— Exercise brief —
Every line holding the string "points" is to be copied from the entries below.

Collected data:
---*---
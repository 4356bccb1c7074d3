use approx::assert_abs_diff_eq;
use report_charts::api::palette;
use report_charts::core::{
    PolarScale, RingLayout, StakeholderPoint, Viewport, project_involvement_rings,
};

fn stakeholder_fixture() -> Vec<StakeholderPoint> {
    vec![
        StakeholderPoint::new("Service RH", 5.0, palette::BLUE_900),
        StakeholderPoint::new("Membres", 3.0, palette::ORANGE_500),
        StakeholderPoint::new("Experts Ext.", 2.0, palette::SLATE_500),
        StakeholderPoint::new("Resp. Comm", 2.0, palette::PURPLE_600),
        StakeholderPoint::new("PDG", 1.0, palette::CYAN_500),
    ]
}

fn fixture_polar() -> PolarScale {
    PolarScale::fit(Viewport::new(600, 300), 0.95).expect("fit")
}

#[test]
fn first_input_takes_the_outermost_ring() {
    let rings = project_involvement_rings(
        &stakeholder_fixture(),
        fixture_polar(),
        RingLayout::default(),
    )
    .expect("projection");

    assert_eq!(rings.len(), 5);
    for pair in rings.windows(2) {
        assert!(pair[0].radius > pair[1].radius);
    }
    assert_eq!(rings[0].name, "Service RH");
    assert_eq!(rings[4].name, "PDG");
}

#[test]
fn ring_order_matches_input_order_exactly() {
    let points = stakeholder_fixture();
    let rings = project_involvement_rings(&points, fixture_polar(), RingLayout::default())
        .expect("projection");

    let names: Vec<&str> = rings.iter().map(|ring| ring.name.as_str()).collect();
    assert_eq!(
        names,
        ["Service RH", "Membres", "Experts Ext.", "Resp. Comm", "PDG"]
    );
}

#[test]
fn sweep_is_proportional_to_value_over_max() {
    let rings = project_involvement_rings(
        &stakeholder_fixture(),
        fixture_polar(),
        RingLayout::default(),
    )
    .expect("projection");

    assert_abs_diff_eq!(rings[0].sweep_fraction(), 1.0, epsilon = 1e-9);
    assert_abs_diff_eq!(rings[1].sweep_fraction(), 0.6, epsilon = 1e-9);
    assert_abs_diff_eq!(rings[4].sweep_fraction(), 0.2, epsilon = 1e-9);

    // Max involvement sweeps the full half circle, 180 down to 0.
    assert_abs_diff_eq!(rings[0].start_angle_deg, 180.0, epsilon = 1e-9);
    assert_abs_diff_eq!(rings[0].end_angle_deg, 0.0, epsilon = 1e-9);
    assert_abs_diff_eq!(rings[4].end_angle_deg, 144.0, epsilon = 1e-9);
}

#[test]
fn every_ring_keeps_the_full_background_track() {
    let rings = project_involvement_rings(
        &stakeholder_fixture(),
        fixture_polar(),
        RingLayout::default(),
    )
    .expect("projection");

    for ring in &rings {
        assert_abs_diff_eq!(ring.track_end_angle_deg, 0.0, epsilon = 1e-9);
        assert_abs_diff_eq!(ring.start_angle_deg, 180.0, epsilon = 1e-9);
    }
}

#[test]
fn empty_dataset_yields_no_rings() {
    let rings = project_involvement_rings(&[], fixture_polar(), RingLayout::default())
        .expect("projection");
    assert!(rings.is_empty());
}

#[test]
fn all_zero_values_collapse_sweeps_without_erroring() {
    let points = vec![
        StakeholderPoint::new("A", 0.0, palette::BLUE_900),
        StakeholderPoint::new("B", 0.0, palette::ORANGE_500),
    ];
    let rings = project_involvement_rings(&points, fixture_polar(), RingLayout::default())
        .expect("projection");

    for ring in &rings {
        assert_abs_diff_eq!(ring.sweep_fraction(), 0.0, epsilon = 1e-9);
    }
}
---*---
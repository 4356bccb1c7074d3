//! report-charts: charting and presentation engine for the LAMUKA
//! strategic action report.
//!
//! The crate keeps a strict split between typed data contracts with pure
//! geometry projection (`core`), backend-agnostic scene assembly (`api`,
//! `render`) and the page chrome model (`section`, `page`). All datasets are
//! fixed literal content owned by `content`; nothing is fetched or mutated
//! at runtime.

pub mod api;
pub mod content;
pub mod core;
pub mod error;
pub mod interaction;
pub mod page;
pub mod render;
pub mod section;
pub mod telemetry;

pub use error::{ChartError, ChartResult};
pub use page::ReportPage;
---*---
— Exercise result —
    let points = stakeholder_fixture();
    let rings = project_involvement_rings(&points, fixture_polar(), RingLayout::default())
    let points = vec![
    let rings = project_involvement_rings(&points, fixture_polar(), RingLayout::default())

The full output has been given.